Write every record out again exactly as given.
══ Input records ══
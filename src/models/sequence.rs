//! Job sequence (permutation) model.

use serde::{Deserialize, Serialize};
use std::fmt;

use super::{JobId, JobSet};
use crate::error::Result;
use crate::validation::check_permutation;

/// An ordered permutation of job ids.
///
/// Two sequences holding the same jobs in different order are different
/// solutions.
#[derive(Debug, Clone, Default, PartialEq, Eq, Hash, Serialize, Deserialize)]
#[serde(transparent)]
pub struct Sequence(Vec<JobId>);

impl Sequence {
    /// Wraps an ordered list of ids. Use [`Sequence::validate_against`] to
    /// check it is a permutation of a job set.
    pub fn new(ids: Vec<JobId>) -> Self {
        Self(ids)
    }

    /// Ids in order.
    pub fn as_slice(&self) -> &[JobId] {
        &self.0
    }

    /// Iterates ids in order.
    pub fn iter(&self) -> impl Iterator<Item = &JobId> {
        self.0.iter()
    }

    /// Number of positions.
    pub fn len(&self) -> usize {
        self.0.len()
    }

    /// Whether the sequence is empty.
    pub fn is_empty(&self) -> bool {
        self.0.is_empty()
    }

    /// 0-based position of a job.
    pub fn position(&self, id: JobId) -> Option<usize> {
        self.0.iter().position(|&j| j == id)
    }

    /// Returns a copy with positions `i` and `j` exchanged.
    pub fn swapped(&self, i: usize, j: usize) -> Self {
        let mut ids = self.0.clone();
        ids.swap(i, j);
        Self(ids)
    }

    /// Fails with `SequenceMismatch` unless this is an exact permutation of
    /// the job set's ids.
    pub fn validate_against(&self, jobs: &JobSet) -> Result<()> {
        check_permutation(&self.0, jobs)
    }

    /// Consumes the sequence.
    pub fn into_inner(self) -> Vec<JobId> {
        self.0
    }
}

impl From<Vec<JobId>> for Sequence {
    fn from(ids: Vec<JobId>) -> Self {
        Self(ids)
    }
}

impl FromIterator<JobId> for Sequence {
    fn from_iter<I: IntoIterator<Item = JobId>>(iter: I) -> Self {
        Self(iter.into_iter().collect())
    }
}

impl fmt::Display for Sequence {
    fn fmt(&self, f: &mut fmt::Formatter<'_>) -> fmt::Result {
        write!(f, "[")?;
        for (i, id) in self.0.iter().enumerate() {
            if i > 0 {
                write!(f, ", ")?;
            }
            write!(f, "{id}")?;
        }
        write!(f, "]")
    }
}

#[cfg(test)]
mod tests {
    use super::*;
    use crate::error::ScheduleError;
    use crate::models::Job;

    fn ids(raw: &[u32]) -> Sequence {
        raw.iter().copied().map(JobId).collect()
    }

    fn jobs() -> JobSet {
        JobSet::new(vec![
            Job::new(1, 1.0, 1.0),
            Job::new(2, 1.0, 1.0),
            Job::new(3, 1.0, 1.0),
        ])
        .unwrap()
    }

    #[test]
    fn test_display() {
        assert_eq!(ids(&[2, 1, 3]).to_string(), "[2, 1, 3]");
        assert_eq!(Sequence::default().to_string(), "[]");
    }

    #[test]
    fn test_swapped_leaves_original() {
        let s = ids(&[1, 2, 3]);
        let t = s.swapped(0, 2);
        assert_eq!(t, ids(&[3, 2, 1]));
        assert_eq!(s, ids(&[1, 2, 3]));
        assert_eq!(t.position(JobId(3)), Some(0));
        assert_eq!(t.into_inner(), vec![JobId(3), JobId(2), JobId(1)]);
    }

    #[test]
    fn test_validate_permutation() {
        let set = jobs();
        assert!(ids(&[3, 1, 2]).validate_against(&set).is_ok());

        for bad in [&[1, 2][..], &[1, 2, 2], &[1, 2, 4], &[1, 2, 3, 1]] {
            let err = ids(bad).validate_against(&set).unwrap_err();
            assert!(matches!(err, ScheduleError::SequenceMismatch(_)), "{bad:?}");
        }
    }
}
═══
## Expected answer
filename src/models/sequence.rs
//! Job sequence (permutation) model.

use serde::{Deserialize, Serialize};
use std::fmt;

use super::{JobId, JobSet};
use crate::error::Result;
use crate::validation::check_permutation;

/// An ordered permutation of job ids.
///
/// Two sequences holding the same jobs in different order are different
/// solutions.
#[derive(Debug, Clone, Default, PartialEq, Eq, Hash, Serialize, Deserialize)]
#[serde(transparent)]
pub struct Sequence(Vec<JobId>);

impl Sequence {
    /// Wraps an ordered list of ids. Use [`Sequence::validate_against`] to
    /// check it is a permutation of a job set.
    pub fn new(ids: Vec<JobId>) -> Self {
        Self(ids)
    }

    /// Ids in order.
    pub fn as_slice(&self) -> &[JobId] {
        &self.0
    }

    /// Iterates ids in order.
    pub fn iter(&self) -> impl Iterator<Item = &JobId> {
        self.0.iter()
    }

    /// Number of positions.
    pub fn len(&self) -> usize {
        self.0.len()
    }

    /// Whether the sequence is empty.
    pub fn is_empty(&self) -> bool {
        self.0.is_empty()
    }

    /// 0-based position of a job.
    pub fn position(&self, id: JobId) -> Option<usize> {
        self.0.iter().position(|&j| j == id)
    }

    /// Returns a copy with positions `i` and `j` exchanged.
    pub fn swapped(&self, i: usize, j: usize) -> Self {
        let mut ids = self.0.clone();
        ids.swap(i, j);
        Self(ids)
    }

    /// Fails with `SequenceMismatch` unless this is an exact permutation of
    /// the job set's ids.
    pub fn validate_against(&self, jobs: &JobSet) -> Result<()> {
        check_permutation(&self.0, jobs)
    }

    /// Consumes the sequence.
    pub fn into_inner(self) -> Vec<JobId> {
        self.0
    }
}

impl From<Vec<JobId>> for Sequence {
    fn from(ids: Vec<JobId>) -> Self {
        Self(ids)
    }
}

impl FromIterator<JobId> for Sequence {
    fn from_iter<I: IntoIterator<Item = JobId>>(iter: I) -> Self {
        Self(iter.into_iter().collect())
    }
}

impl fmt::Display for Sequence {
    fn fmt(&self, f: &mut fmt::Formatter<'_>) -> fmt::Result {
        write!(f, "[")?;
        for (i, id) in self.0.iter().enumerate() {
            if i > 0 {
                write!(f, ", ")?;
            }
            write!(f, "{id}")?;
        }
        write!(f, "]")
    }
}

#[cfg(test)]
mod tests {
    use super::*;
    use crate::error::ScheduleError;
    use crate::models::Job;

    fn ids(raw: &[u32]) -> Sequence {
        raw.iter().copied().map(JobId).collect()
    }

    fn jobs() -> JobSet {
        JobSet::new(vec![
            Job::new(1, 1.0, 1.0),
            Job::new(2, 1.0, 1.0),
            Job::new(3, 1.0, 1.0),
        ])
        .unwrap()
    }

    #[test]
    fn test_display() {
        assert_eq!(ids(&[2, 1, 3]).to_string(), "[2, 1, 3]");
        assert_eq!(Sequence::default().to_string(), "[]");
    }

    #[test]
    fn test_swapped_leaves_original() {
        let s = ids(&[1, 2, 3]);
        let t = s.swapped(0, 2);
        assert_eq!(t, ids(&[3, 2, 1]));
        assert_eq!(s, ids(&[1, 2, 3]));
        assert_eq!(t.position(JobId(3)), Some(0));
        assert_eq!(t.into_inner(), vec![JobId(3), JobId(2), JobId(1)]);
    }

    #[test]
    fn test_validate_permutation() {
        let set = jobs();
        assert!(ids(&[3, 1, 2]).validate_against(&set).is_ok());

        for bad in [&[1, 2][..], &[1, 2, 2], &[1, 2, 4], &[1, 2, 3, 1]] {
            let err = ids(bad).validate_against(&set).unwrap_err();
            assert!(matches!(err, ScheduleError::SequenceMismatch(_)), "{bad:?}");
        }
    }
}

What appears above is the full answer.